Jaime emerged from his horrific captivation a true romantic. He wants to be an honorable knight worthy of wearing the Kingsguard cloak — the kind of man who fights for what he believes is right without shame or hesitation. The kind of man who makes an honest woman out of the person he loves. So when Jaime proposes to Cersei in the sept after their passionate reunion, their disconnect stems from the fact that while apart they have both grown into two completely different people than from who they were when he left King’s Landing. Tortured, held captive, and newly crippled, Jaime is tired of living his life by everyone else’s rules, while Cersei, who was left alone in King’s Landing, has just had a stark reminder through her son’s death that playing by certain rules is the only way to stay alive in the game of thrones.
So, why did the showrunners decide to change the original sept scene? Was it done in an effort to victimize Cersei even further so that she could gain the audience’s sympathy? Because to the audience’s credit, I really think that by this point, we get it: Cersei’s life has been horrible. Her power player father basically sold her to be a baby-making sex slave to a drunk, fat king who hated her, and to top it all off, she literally just watched her child die a horrific death on what was supposed to be the happiest day of his life. She has the sympathy vote, even if she is crazy-bonkers.

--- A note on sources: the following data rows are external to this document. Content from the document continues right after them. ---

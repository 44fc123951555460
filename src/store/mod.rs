pub mod file;
pub mod memory;

pub use file::{get_store_path, FileStore};
pub use memory::MemoryStore;

use chrono::{DateTime, Utc};
use serde::de::DeserializeOwned;
use serde::{Deserialize, Serialize};
use serde_json::Value;

/// A persisted blob with the time it was written
#[derive(Debug, Clone, PartialEq, Serialize, Deserialize)]
pub struct StoredEntry<T = Value> {
    pub data: T,
    pub timestamp: DateTime<Utc>,
}

#[derive(Debug, thiserror::Error)]
pub enum StoreError {
    #[error("failed to access settings store at {path}: {source}")]
    Io {
        path: String,
        #[source]
        source: std::io::Error,
    },
    #[error("settings store is corrupt: {0}")]
    Corrupt(#[from] serde_json::Error),
    #[error("unsupported settings store version: {0}")]
    UnsupportedVersion(u32),
}

/// Key/blob persistence. Writes are last-write-wins.
pub trait SettingsStore: Send + Sync {
    fn store(&self, key: &str, value: Value, timestamp: DateTime<Utc>) -> Result<(), StoreError>;

    /// `Ok(None)` when nothing has been stored under the key
    fn restore(&self, key: &str) -> Result<Option<StoredEntry>, StoreError>;
}

/// Serialize and store a typed value
pub fn store_json<T: Serialize>(
    store: &dyn SettingsStore,
    key: &str,
    value: &T,
    timestamp: DateTime<Utc>,
) -> Result<(), StoreError> {
    store.store(key, serde_json::to_value(value)?, timestamp)
}

/// Restore and deserialize a typed value
pub fn restore_json<T: DeserializeOwned>(
    store: &dyn SettingsStore,
    key: &str,
) -> Result<Option<StoredEntry<T>>, StoreError> {
    match store.restore(key)? {
        Some(entry) => Ok(Some(StoredEntry {
            data: serde_json::from_value(entry.data)?,
            timestamp: entry.timestamp,
        })),
        None => Ok(None),
    }
}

We understand that her recent bouts of alcoholism are not some feeble attempt to bond with the Dornish — this is a woman who is hurting enough on her own.
Did the scene change then have to do with exploiting our current anti-hero television obsession? Was tossing a 10-year-old out of a window not enough to show us Jaime is a morally ambiguous character? We needed to watch him rape his sobbing sister to be reminded that this guy floats in shades of gray? Because unlike making the rash decision to cripple someone else’s child in the hope of preserving the lives of his own family, raping the woman he loves because he’s sad about his hand is definitely not a gray-area issue. It just feels like the showrunners buying into their own hype that Game of Thrones is the steamiest, edgiest show on television. You’ll never guess what happens next! Surprises at every corner! Nobody is safe! Boobs!

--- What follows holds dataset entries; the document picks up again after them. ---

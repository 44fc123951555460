use serde::{Deserialize, Serialize};
use std::path::PathBuf;
use std::time::Duration;

use crate::context::UNIT_LIST_PAGE;
use crate::pricing::BatchOptions;

/// Main configuration.
///
/// Example YAML:
/// ```yaml
/// tenant_id: "4521"
/// units_file: ~/units.json
/// api:
///   base_url: https://example.test/api/v1
///   timeout: 30s
/// pricing:
///   max_concurrent_updates: 4
///   update_timeout: 1m
/// ```
#[derive(Debug, Clone, Deserialize, Serialize, PartialEq)]
#[serde(deny_unknown_fields)]
pub struct Config {
    /// Company the listing belongs to; first segment of every storage key
    pub tenant_id: String,

    #[serde(default = "default_page_type")]
    pub page_type: String,

    /// Units response to read instead of fetching from the API
    #[serde(default)]
    pub units_file: Option<PathBuf>,

    /// Settings store file (default: platform data dir)
    #[serde(default)]
    pub store_path: Option<PathBuf>,

    #[serde(default)]
    pub api: Option<ApiConfig>,

    #[serde(default)]
    pub pricing: PricingConfig,
}

fn default_page_type() -> String {
    UNIT_LIST_PAGE.to_string()
}

#[derive(Debug, Clone, Deserialize, Serialize, PartialEq)]
#[serde(deny_unknown_fields)]
pub struct ApiConfig {
    pub base_url: String,

    /// Sent as a bearer token when present
    #[serde(default)]
    pub token: Option<String>,

    /// Request timeout, humantime format (e.g. "30s")
    #[serde(default)]
    pub timeout: Option<String>,

    /// Attempts per request (default: 3)
    #[serde(default)]
    pub retries: Option<usize>,
}

impl ApiConfig {
    pub fn request_timeout(&self) -> Option<Duration> {
        self.timeout
            .as_deref()
            .and_then(|t| humantime::parse_duration(t).ok())
    }

    pub fn attempts(&self) -> usize {
        self.retries.unwrap_or(3).max(1)
    }
}

#[derive(Debug, Clone, Default, Deserialize, Serialize, PartialEq)]
#[serde(deny_unknown_fields)]
pub struct PricingConfig {
    /// Upper bound on concurrent price updates (default: 8)
    #[serde(default)]
    pub max_concurrent_updates: Option<usize>,

    /// Per-unit update deadline, humantime format; unset means no deadline
    #[serde(default)]
    pub update_timeout: Option<String>,
}

impl PricingConfig {
    pub fn batch_options(&self) -> BatchOptions {
        let defaults = BatchOptions::default();
        BatchOptions {
            max_concurrent: self
                .max_concurrent_updates
                .unwrap_or(defaults.max_concurrent),
            update_timeout: self
                .update_timeout
                .as_deref()
                .and_then(|t| humantime::parse_duration(t).ok()),
        }
    }
}
use chrono::Utc;
use std::sync::Arc;
use tracing::{debug, info, warn};

use super::types::{FilterField, FilterState, Filters, FILTER_STATE_VERSION};
use crate::context::{PageContext, FILTER_FEATURE};
use crate::store::{restore_json, store_json, SettingsStore, StoreError};
use crate::table::{Column, RowAccessError, RowAccessor};

#[derive(Debug, thiserror::Error)]
pub enum FilterError {
    #[error("failed to parse row list for filtering: {source}")]
    Evaluation {
        #[source]
        source: RowAccessError,
    },
    #[error("failed to persist filters: {0}")]
    Persist(#[from] StoreError),
}

/// Lower-cased, trimmed text of one row as the filters see it
#[derive(Debug, Clone, Default, PartialEq)]
pub struct RowFields {
    pub id: String,
    pub city: String,
    pub name: String,
    pub size: String,
    pub products: Vec<String>,
}

impl RowFields {
    pub fn extract<R: RowAccessor + ?Sized>(rows: &R, row: usize) -> Result<Self, RowAccessError> {
        let cell = |column| -> Result<String, RowAccessError> {
            Ok(rows.cell_text(row, column)?.to_lowercase().trim().to_string())
        };

        Ok(Self {
            id: cell(Column::Id)?,
            city: cell(Column::City)?,
            name: cell(Column::Name)?,
            size: cell(Column::Size)?,
            products: rows
                .product_labels(row)?
                .iter()
                .map(|p| p.to_lowercase().trim().to_string())
                .collect(),
        })
    }
}

/// Case-insensitive containment; an empty filter matches everything
fn text_matches(field: &str, filter: &str) -> bool {
    filter.is_empty() || field.contains(&filter.to_lowercase())
}

/// Comma-separated product terms; a row passes when any of its labels
/// contains any term. Terms are not trimmed, so "tools, diesel" looks for
/// " diesel".
fn products_match(products: &[String], filter: &str) -> bool {
    if filter.is_empty() {
        return true;
    }
    let filter = filter.to_lowercase();
    let terms: Vec<&str> = filter.split(',').collect();
    products
        .iter()
        .any(|label| terms.iter().any(|term| label.contains(term)))
}

/// Whether a row passes every filter
pub fn row_matches(fields: &RowFields, filters: &Filters) -> bool {
    text_matches(&fields.id, &filters.filter_by_id)
        && text_matches(&fields.city, &filters.filter_by_city)
        && text_matches(&fields.name, &filters.filter_by_name)
        && text_matches(&fields.size, &filters.filter_by_size)
        && products_match(&fields.products, &filters.filter_by_products)
}

/// Filters the unit listing and keeps the filter text persisted per tenant
/// and page.
pub struct FilterEngine {
    storage_key: String,
    store: Arc<dyn SettingsStore>,
    state: FilterState,
}

impl FilterEngine {
    pub fn new(ctx: &PageContext, store: Arc<dyn SettingsStore>) -> Self {
        Self {
            storage_key: ctx.storage_key(FILTER_FEATURE),
            store,
            state: FilterState::new(),
        }
    }

    pub fn state(&self) -> &FilterState {
        &self.state
    }

    /// Show rows passing every filter and hide the rest.
    ///
    /// Visibility for all rows is computed before any row is touched, so a
    /// row that cannot be read leaves the listing unchanged. Returns the
    /// number of visible data rows.
    pub fn apply_filters<R: RowAccessor + ?Sized>(
        &self,
        rows: &mut R,
    ) -> Result<usize, FilterError> {
        let reader: &R = rows;
        let visibility = (0..reader.row_count())
            .map(|row| {
                if reader.is_sentinel(row) {
                    return Ok((true, true));
                }
                let fields = RowFields::extract(reader, row)?;
                Ok((row_matches(&fields, &self.state.filters), false))
            })
            .collect::<Result<Vec<_>, RowAccessError>>()
            .map_err(|source| FilterError::Evaluation { source })?;

        let mut shown = 0;
        for (row, (visible, sentinel)) in visibility.into_iter().enumerate() {
            rows.set_visible(row, visible);
            if visible && !sentinel {
                shown += 1;
            }
        }

        debug!(shown, total = rows.row_count(), "filters applied");
        Ok(shown)
    }

    /// Change one filter, persist all filters, and re-filter
    pub fn update_filter<R: RowAccessor + ?Sized>(
        &mut self,
        rows: &mut R,
        field: FilterField,
        value: &str,
    ) -> Result<usize, FilterError> {
        self.state.set(field, value);
        self.save()?;
        self.apply_filters(rows)
    }

    /// Clear every filter and its input, persist, and re-filter
    pub fn reset_filters<R: RowAccessor + ?Sized>(
        &mut self,
        rows: &mut R,
    ) -> Result<usize, FilterError> {
        self.state.clear();
        for field in FilterField::ALL {
            rows.set_filter_input(field, "");
        }
        self.save()?;
        self.apply_filters(rows)
    }

    /// Load persisted filters, fill the inputs, and re-filter.
    ///
    /// Returns `Ok(false)` without touching the listing when nothing is
    /// persisted.
    pub fn restore<R: RowAccessor + ?Sized>(&mut self, rows: &mut R) -> Result<bool, FilterError> {
        let stored = restore_json::<FilterState>(self.store.as_ref(), &self.storage_key)?;
        let Some(entry) = stored else {
            return Ok(false);
        };

        if entry.data.version != FILTER_STATE_VERSION {
            warn!(
                version = entry.data.version,
                "ignoring persisted filters with unsupported version"
            );
            return Ok(false);
        }

        self.state = entry.data;
        for field in FilterField::ALL {
            rows.set_filter_input(field, self.state.get(field));
        }

        let shown = self.apply_filters(rows)?;
        info!(shown, saved_at = %entry.timestamp, "restored filters");
        Ok(true)
    }

    fn save(&self) -> Result<(), StoreError> {
        store_json(self.store.as_ref(), &self.storage_key, &self.state, Utc::now())
    }
}
use anyhow::Result;
use std::sync::Mutex;
use tracing::{debug, warn};

use super::client::{ApiClient, PriceChange};
use crate::pricing::{CalculationStrategy, PriceUpdater, ProductQuote};
use crate::units::UnitRecord;

/// Price changes for a unit's quotes; products without a usable price are
/// left alone
pub fn plan_price_changes(
    unit_id: u64,
    quotes: &[ProductQuote],
    strategy: &CalculationStrategy,
    multiplier: f64,
) -> Vec<PriceChange> {
    quotes
        .iter()
        .filter_map(|quote| match strategy.target_price(quote, multiplier) {
            Some(price) => Some(PriceChange {
                product_id: quote.product_id,
                price,
            }),
            None => {
                warn!(
                    unit_id,
                    product_id = quote.product_id,
                    "no usable price for product, skipping"
                );
                None
            }
        })
        .collect()
}

/// Fetches quotes, prices them with the chosen strategy, and posts the result.
/// In dry-run mode the planned changes are only recorded.
pub struct HttpPriceUpdater {
    client: ApiClient,
    dry_run: bool,
    planned: Mutex<Vec<(u64, PriceChange)>>,
}

impl HttpPriceUpdater {
    pub fn new(client: ApiClient, dry_run: bool) -> Self {
        Self {
            client,
            dry_run,
            planned: Mutex::new(Vec::new()),
        }
    }

    /// Changes recorded so far as (unit id, change), sorted by unit
    pub fn planned(&self) -> Vec<(u64, PriceChange)> {
        let mut planned = self
            .planned
            .lock()
            .unwrap_or_else(|e| e.into_inner())
            .clone();
        planned.sort_by_key(|(unit_id, change)| (*unit_id, change.product_id));
        planned
    }
}

impl PriceUpdater for HttpPriceUpdater {
    async fn update_price(
        &self,
        unit: &UnitRecord,
        strategy: &'static CalculationStrategy,
        multiplier: f64,
    ) -> Result<()> {
        let quotes = self.client.fetch_quotes(unit.id).await?;
        let changes = plan_price_changes(unit.id, &quotes, strategy, multiplier);

        {
            let mut planned = self.planned.lock().unwrap_or_else(|e| e.into_inner());
            planned.extend(changes.iter().cloned().map(|c| (unit.id, c)));
        }

        if changes.is_empty() || self.dry_run {
            debug!(
                unit_id = unit.id,
                changes = changes.len(),
                dry_run = self.dry_run,
                "prices not sent"
            );
            return Ok(());
        }

        self.client.set_prices(unit.id, &changes).await
    }
}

But giving the showrunners the benefit of the doubt in terms of Jaime, it seems that this scene was an attempt to show just how broken he has become by what he’s experienced the past two seasons. From recent interviews, it seems that they wanted to show that Jaime has reached a very dark, emotionally empty place, and that he is searching for whatever kind of physical embodiment of affection that he can get. But honestly, I think that there were better ways to make this point before deciding to assassinate Jaime’s character by turning him into a rapist.
Unlike in the book series, where Cersei is the one adamant to keep things the way they were and Jaime is the one who knows things must change, the television series has chosen to make Jaime desperate to salvage his secret relationship with his sister, while she pulls away from him. This is a creative choice that takes the characters in new directions, but does not alter their fundamental character development. What’s so frustrating about this rape scene, then, is that it not only does not fit into the continuity of Jaime’s character arc in in the books, but it does not even fit in with the character development that’s been established for Jaime within the television show.
Jaime Lannister and feminism:
Whatever dishonorable things he’s done, Jaime was a man who still always had his own code of honor: he protected his family and the innocent — in that order. And as far as his naturally brash nature is concerned, Jaime has calmed down significantly since his capture; his losses last season led him to a place where he seems much more sad than angry and vengeful. Because of this, the rape scene feels like the showrunners’ forced attempts to be “edgy,” rather than a culmination of Jaime’s pent up anger and frustrations.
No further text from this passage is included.